Economists predicted that U.S. economic growth would slow in 2020, citing protectionist trade policies as a key source of decreasing expansion.

The National Association for Business Economics survey, released on Monday, added reiterated concerns about the economic impact of President Donald Trump's trade policies.

"NABE Outlook Survey panelists believe the U.S. economy will continue to expand into 2020, but they anticipate GDP growth will fall below 2 percent next year for the first time since 2016," NABE President Constance Hunter said in a press statement. "The consensus forecast calls for real GDP growth to slow from 2.9 percent in 2018 to 2.3 percent in 2019, and then to 1.8 percent in 2020."

The projections indicate that economic expansion could be significantly below the 3 percent growth rate targeted by the Trump administration and challenges the president's claims that his policies will greatly benefit the American economy.

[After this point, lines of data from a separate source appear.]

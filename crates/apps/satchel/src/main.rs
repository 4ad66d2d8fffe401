//! Satchel - Google account credential manager
//!
//! Runs the OAuth flow once so the Drive, Docs, Gmail and Calendar clients
//! can reuse the stored token.

use anyhow::{Context, Result};
use chrono::Utc;
use clap::Parser;
use google::{AuthConfig, AuthManager, Credential};
use log::{error, info};
use std::process::ExitCode;

mod cli;

use cli::{Args, Command};

fn main() -> ExitCode {
    // Initialize logging
    env_logger::Builder::from_env(env_logger::Env::default().default_filter_or("info"))
        .format_timestamp_millis()
        .init();

    let args = Args::parse();

    match run(args) {
        Ok(()) => ExitCode::SUCCESS,
        Err(e) => {
            error!("{:#}", e);
            ExitCode::FAILURE
        }
    }
}

fn run(args: Args) -> Result<()> {
    // Bootstrap config directory
    if let Err(e) = config::init() {
        error!("Failed to initialize config directory: {}", e);
    }

    let mut auth_config =
        AuthConfig::from_default_paths().context("Failed to resolve default config paths")?;
    if let Some(secrets) = args.secrets {
        auth_config.client_secrets_path = secrets;
    }
    if let Some(token) = args.token {
        auth_config.token_path = token;
    }
    let manager = AuthManager::new(auth_config);

    match args.command {
        Command::Login => {
            let credential = manager.authenticate().context("Login failed")?;
            info!("Logged in; token stored at {}", manager.store().path().display());
            print_status(&credential);
        }
        Command::Logout => {
            manager.revoke().context("Logout failed")?;
            println!("Logged out");
        }
        Command::Status => match manager.store().load().context("Failed to read token")? {
            Some(credential) if manager.is_authenticated() => print_status(&credential),
            Some(_) => println!("Stored token cannot be used; run `satchel login`"),
            None => println!("Not logged in"),
        },
    }

    Ok(())
}

fn print_status(credential: &Credential) {
    let expiry = match credential.expiry {
        Some(expiry) if expiry > Utc::now() => {
            format!("expires in {} min", (expiry - Utc::now()).num_minutes())
        }
        Some(_) => "expired, will refresh on next use".to_string(),
        None => "no expiry recorded".to_string(),
    };
    println!("Logged in ({expiry})");
    println!("Scopes:");
    for scope in &credential.scopes {
        println!("  {scope}");
    }
}
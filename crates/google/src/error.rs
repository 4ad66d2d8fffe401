//! Error taxonomy shared by authentication and the service clients

use crate::session::ApiSurface;

pub type Result<T> = std::result::Result<T, Error>;

#[derive(Debug, thiserror::Error)]
pub enum Error {
    /// A required secret/config file is missing or unreadable
    #[error("configuration error: {0}")]
    Configuration(String),

    /// Token exchange or refresh rejected by the provider
    #[error("authentication failed: {0}")]
    Auth(String),

    /// Non-2xx response from a remote API surface
    #[error(transparent)]
    Api(#[from] ApiError),

    /// Pasted text did not contain an authorization code
    #[error("no authorization code found in the pasted input")]
    InvalidAuthorizationInput,

    #[error("HTTP transport error: {0}")]
    Transport(#[from] ureq::Error),

    #[error("I/O error: {0}")]
    Io(#[from] std::io::Error),

    #[error("malformed JSON: {0}")]
    Json(#[from] serde_json::Error),
}

impl Error {
    /// Whether this is a remote "resource does not exist" failure
    pub fn is_not_found(&self) -> bool {
        matches!(self, Error::Api(api) if api.is_not_found())
    }
}

/// A non-success HTTP status returned by one of the Google APIs
#[derive(Debug, Clone, thiserror::Error)]
#[error("{surface} API error {status}: {message}")]
pub struct ApiError {
    pub surface: ApiSurface,
    pub status: u16,
    pub message: String,
}

impl ApiError {
    /// 404, or 410 which Calendar returns for already deleted events
    pub fn is_not_found(&self) -> bool {
        matches!(self.status, 404 | 410)
    }
}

Trade policy was the largest risk noted by economists, interviewed between September 9 and September 16; 53 percent said that trade policy was the key downside economic risk through 2020. Despite the concerns about slowing growth, though, no panelists predicted a recession would occur in 2020.

"The panel turned decidedly more pessimistic about the outlook over the summer, with 80 percent of participants viewing risks to the outlook as tilted to the downside," Survey Chair Gregory Daco said in a press release. "The rise in protectionism, pervasive trade policy uncertainty, and slower global growth are considered key downside risks to U.S. economic activity."

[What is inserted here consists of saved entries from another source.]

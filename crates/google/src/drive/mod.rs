//! Google Drive v3 integration
//!
//! This module provides:
//! - Drive client for listing, transferring and organizing files
//! - Search query construction
//! - Content type detection for uploads

mod client;
mod mime;
mod query;

pub use client::{DownloadProgress, DriveClient, RESUMABLE_THRESHOLD};
pub use mime::{guess_mime_type, mime_type_for};
pub use query::FileSearch;

/// Drive API response types
pub mod api {
    use chrono::{DateTime, Utc};
    use serde::{Deserialize, Serialize};

    /// MIME type Drive uses for folders
    pub const FOLDER_MIME_TYPE: &str = "application/vnd.google-apps.folder";

    /// File metadata; which fields are filled depends on the `fields` mask
    #[derive(Debug, Clone, Default, PartialEq, Serialize, Deserialize)]
    #[serde(rename_all = "camelCase")]
    pub struct DriveFile {
        #[serde(default)]
        pub id: String,
        pub name: Option<String>,
        pub mime_type: Option<String>,
        pub modified_time: Option<DateTime<Utc>>,
        /// Size in bytes, encoded by the API as a decimal string
        pub size: Option<String>,
        #[serde(default)]
        pub parents: Vec<String>,
        pub web_view_link: Option<String>,
        pub trashed: Option<bool>,
    }

    impl DriveFile {
        pub fn size_bytes(&self) -> Option<u64> {
            self.size.as_deref()?.parse().ok()
        }

        pub fn is_folder(&self) -> bool {
            self.mime_type.as_deref() == Some(FOLDER_MIME_TYPE)
        }
    }

    /// Response from listing files
    #[derive(Debug, Deserialize)]
    #[serde(rename_all = "camelCase")]
    pub struct FileList {
        #[serde(default)]
        pub files: Vec<DriveFile>,
        pub next_page_token: Option<String>,
    }

    /// Access level granted when sharing
    #[derive(Debug, Clone, Copy, PartialEq, Eq, Serialize, Deserialize)]
    #[serde(rename_all = "lowercase")]
    pub enum PermissionRole {
        Reader,
        Commenter,
        Writer,
    }

    /// Created permission
    #[derive(Debug, Clone, PartialEq, Deserialize)]
    pub struct Permission {
        pub id: String,
    }
}
//! Client-secret file loading
//!
//! Parses the JSON downloaded from the Google Cloud Console. Both the
//! "installed" (desktop) and "web" shapes are accepted.

use serde::Deserialize;
use std::path::Path;

use super::credential::DEFAULT_TOKEN_URI;
use crate::error::{Error, Result};

const DEFAULT_AUTH_URI: &str = "https://accounts.google.com/o/oauth2/auth";

/// OAuth client identity used for the authorization code exchange
#[derive(Debug, Clone, PartialEq, Eq)]
pub struct ClientSecrets {
    pub client_id: String,
    pub client_secret: String,
    pub redirect_uris: Vec<String>,
    pub auth_uri: String,
    pub token_uri: String,
}

/// Google Cloud Console credential file format
#[derive(Deserialize)]
struct ClientSecretFile {
    installed: Option<InstalledSecrets>,
    web: Option<InstalledSecrets>,
}

#[derive(Deserialize)]
struct InstalledSecrets {
    client_id: String,
    client_secret: String,
    #[serde(default)]
    redirect_uris: Vec<String>,
    auth_uri: Option<String>,
    token_uri: Option<String>,
}

impl ClientSecrets {
    /// Load client secrets from a JSON file
    ///
    /// A missing or malformed file is a configuration error.
    pub fn from_file(path: &Path) -> Result<Self> {
        if !path.exists() {
            return Err(Error::Configuration(format!(
                "Client secrets file not found at {}. Download it from the Google Cloud Console.",
                path.display()
            )));
        }
        let file: ClientSecretFile =
            config::load_json_file(path).map_err(|e| Error::Configuration(format!("{e:#}")))?;
        Self::from_secret_file(file)
    }

    /// Parse client secrets from a JSON string
    pub fn from_json(json: &str) -> Result<Self> {
        let file: ClientSecretFile = serde_json::from_str(json).map_err(|e| {
            Error::Configuration(format!("Failed to parse client secrets JSON: {e}"))
        })?;
        Self::from_secret_file(file)
    }

    fn from_secret_file(file: ClientSecretFile) -> Result<Self> {
        let installed = file.installed.or(file.web).ok_or_else(|| {
            Error::Configuration(
                "Client secrets file missing 'installed' or 'web' section".to_string(),
            )
        })?;

        Ok(Self {
            client_id: installed.client_id,
            client_secret: installed.client_secret,
            redirect_uris: installed.redirect_uris,
            auth_uri: installed
                .auth_uri
                .unwrap_or_else(|| DEFAULT_AUTH_URI.to_string()),
            token_uri: installed
                .token_uri
                .unwrap_or_else(|| DEFAULT_TOKEN_URI.to_string()),
        })
    }
}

The NABE report follows economic reports warning of the growing impact of Trump's trade war with China, which has infused uncertainty into the global economy.

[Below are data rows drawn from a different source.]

//! Calendar client against a mock Calendar server

mod common;

use chrono::{TimeZone, Utc};
use common::Fixture;
use google::CalendarClient;
use google::calendar::api::{EventPatch, EventWindow, NewEvent, PRIMARY_CALENDAR};
use mockito::Matcher;
use serde_json::json;

#[test]
fn list_calendars() {
    let mut fx = Fixture::new();
    fx.write_valid_token();
    let _mock = fx
        .server
        .mock("GET", "/calendar/v3/users/me/calendarList")
        .with_status(200)
        .with_header("content-type", "application/json")
        .with_body(
            r#"{"items": [
                {"id": "me@example.com", "summary": "Me", "primary": true, "timeZone": "Europe/Berlin"},
                {"id": "team@group.calendar.google.com", "summary": "Team"}
            ]}"#,
        )
        .create();

    let calendar = CalendarClient::new(fx.manager());
    let calendars = calendar.list_calendars().unwrap();

    assert_eq!(calendars.len(), 2);
    assert!(calendars[0].primary);
    assert!(!calendars[1].primary);
}

#[test]
fn list_events_expands_and_orders() {
    let mut fx = Fixture::new();
    fx.write_valid_token();
    let list = fx
        .server
        .mock("GET", "/calendar/v3/calendars/primary/events")
        .match_query(Matcher::AllOf(vec![
            Matcher::UrlEncoded("timeMin".into(), "2024-05-01T00:00:00Z".into()),
            Matcher::UrlEncoded("timeMax".into(), "2024-05-08T00:00:00Z".into()),
            Matcher::UrlEncoded("maxResults".into(), "10".into()),
            Matcher::UrlEncoded("singleEvents".into(), "true".into()),
            Matcher::UrlEncoded("orderBy".into(), "startTime".into()),
        ]))
        .with_status(200)
        .with_header("content-type", "application/json")
        .with_body(
            r#"{"items": [
                {"id": "e1", "summary": "Standup",
                 "start": {"dateTime": "2024-05-02T09:00:00+02:00"},
                 "end": {"dateTime": "2024-05-02T09:15:00+02:00"}},
                {"id": "e2", "summary": "Holiday", "start": {"date": "2024-05-05"}, "end": {"date": "2024-05-06"}}
            ]}"#,
        )
        .create();

    let calendar = CalendarClient::new(fx.manager());
    let window = EventWindow::new()
        .since(Utc.with_ymd_and_hms(2024, 5, 1, 0, 0, 0).unwrap())
        .until(Utc.with_ymd_and_hms(2024, 5, 8, 0, 0, 0).unwrap());
    let events = calendar.list_events(PRIMARY_CALENDAR, &window).unwrap();

    assert_eq!(events.len(), 2);
    assert_eq!(events[0].summary.as_deref(), Some("Standup"));
    assert!(events[1].start.as_ref().unwrap().date.is_some());
    list.assert();
}

#[test]
fn list_events_defaults_to_now() {
    let mut fx = Fixture::new();
    fx.write_valid_token();
    let list = fx
        .server
        .mock("GET", "/calendar/v3/calendars/primary/events")
        .match_query(Matcher::AllOf(vec![
            Matcher::Regex("timeMin=".to_string()),
            Matcher::UrlEncoded("maxResults".into(), "3".into()),
        ]))
        .with_status(200)
        .with_header("content-type", "application/json")
        .with_body(r#"{"items": []}"#)
        .create();

    let calendar = CalendarClient::new(fx.manager());
    let events = calendar
        .list_events(PRIMARY_CALENDAR, &EventWindow::new().max_results(3))
        .unwrap();

    assert!(events.is_empty());
    list.assert();
}

#[test]
fn create_event_in_utc() {
    let mut fx = Fixture::new();
    fx.write_valid_token();
    let create = fx
        .server
        .mock("POST", "/calendar/v3/calendars/primary/events")
        .match_body(Matcher::Json(json!({
            "summary": "Review",
            "description": "Q2 numbers",
            "start": {"dateTime": "2024-05-01T14:00:00+00:00", "timeZone": "UTC"},
            "end": {"dateTime": "2024-05-01T15:00:00+00:00", "timeZone": "UTC"},
            "attendees": [{"email": "a@x.com"}, {"email": "b@x.com"}]
        })))
        .with_status(200)
        .with_header("content-type", "application/json")
        .with_body(r#"{"id": "evt1", "summary": "Review", "htmlLink": "https://calendar.google.com/event?eid=1"}"#)
        .create();

    let calendar = CalendarClient::new(fx.manager());
    let event = NewEvent::new(
        "Review",
        Utc.with_ymd_and_hms(2024, 5, 1, 14, 0, 0).unwrap(),
        Utc.with_ymd_and_hms(2024, 5, 1, 15, 0, 0).unwrap(),
    )
    .description("Q2 numbers")
    .attendee("a@x.com")
    .attendee("b@x.com");
    let created = calendar.create_event(PRIMARY_CALENDAR, &event).unwrap();

    assert_eq!(created.id.as_deref(), Some("evt1"));
    create.assert();
}

#[test]
fn update_merges_into_fetched_event() {
    let mut fx = Fixture::new();
    fx.write_valid_token();
    let _mock = fx
        .server
        .mock("GET", "/calendar/v3/calendars/primary/events/evt1")
        .with_status(200)
        .with_header("content-type", "application/json")
        .with_body(
            json!({
                "id": "evt1",
                "summary": "Old title",
                "location": "Room 4",
                "start": {"dateTime": "2024-05-01T14:00:00Z"},
                "end": {"dateTime": "2024-05-01T15:00:00Z"},
                "reminders": {"useDefault": false, "overrides": [{"method": "popup", "minutes": 5}]}
            })
            .to_string(),
        )
        .create();
    let put = fx
        .server
        .mock("PUT", "/calendar/v3/calendars/primary/events/evt1")
        .match_body(Matcher::PartialJson(json!({
            "id": "evt1",
            "summary": "New title",
            "location": "Room 4",
            "reminders": {"useDefault": false}
        })))
        .with_status(200)
        .with_header("content-type", "application/json")
        .with_body(r#"{"id": "evt1", "summary": "New title", "location": "Room 4"}"#)
        .create();

    let calendar = CalendarClient::new(fx.manager());
    let patch = EventPatch {
        summary: Some("New title".to_string()),
        ..Default::default()
    };
    let updated = calendar.update_event(PRIMARY_CALENDAR, "evt1", &patch).unwrap();

    assert_eq!(updated.summary.as_deref(), Some("New title"));
    put.assert();
}

#[test]
fn delete_missing_event_is_not_found() {
    let mut fx = Fixture::new();
    fx.write_valid_token();
    let _mock = fx
        .server
        .mock("DELETE", "/calendar/v3/calendars/primary/events/evt1")
        .with_status(204)
        .expect(1)
        .create();
    let _mock = fx
        .server
        .mock("DELETE", "/calendar/v3/calendars/primary/events/evt1")
        .with_status(410)
        .with_header("content-type", "application/json")
        .with_body(r#"{"error": {"code": 410, "message": "Resource has been deleted"}}"#)
        .expect(1)
        .create();

    let calendar = CalendarClient::new(fx.manager());
    calendar.delete_event(PRIMARY_CALENDAR, "evt1").unwrap();
    let err = calendar.delete_event(PRIMARY_CALENDAR, "evt1").unwrap_err();

    // Calendar answers 410 Gone for already deleted events
    assert!(err.is_not_found());
    assert!(err.to_string().contains("Resource has been deleted"));
}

The World Trade Organization slashed its global growth forecasts last week, saying that trade tensions, along with cyclical and structural factors, were dragging down estimates. The same day the WTO released projections, data from the Institute of Supply Management showed that manufacturing declined to its lowest level since June 2009, prompting concerns. Two days later, a report on the service sector showed that activity had fallen to the lowest level in three years. The jobs report released Friday, which showed that 136,000 positions had been added to the economy, and unemployment fell to a 50-year low, eased worries.

Although Trump touted the economy, growing evidence has contradicted his narrative about the impact of the China trade war. Consumers and businesses are paying the costs of the increased tariffs, and trade uncertainty has contributed to slowing global growth.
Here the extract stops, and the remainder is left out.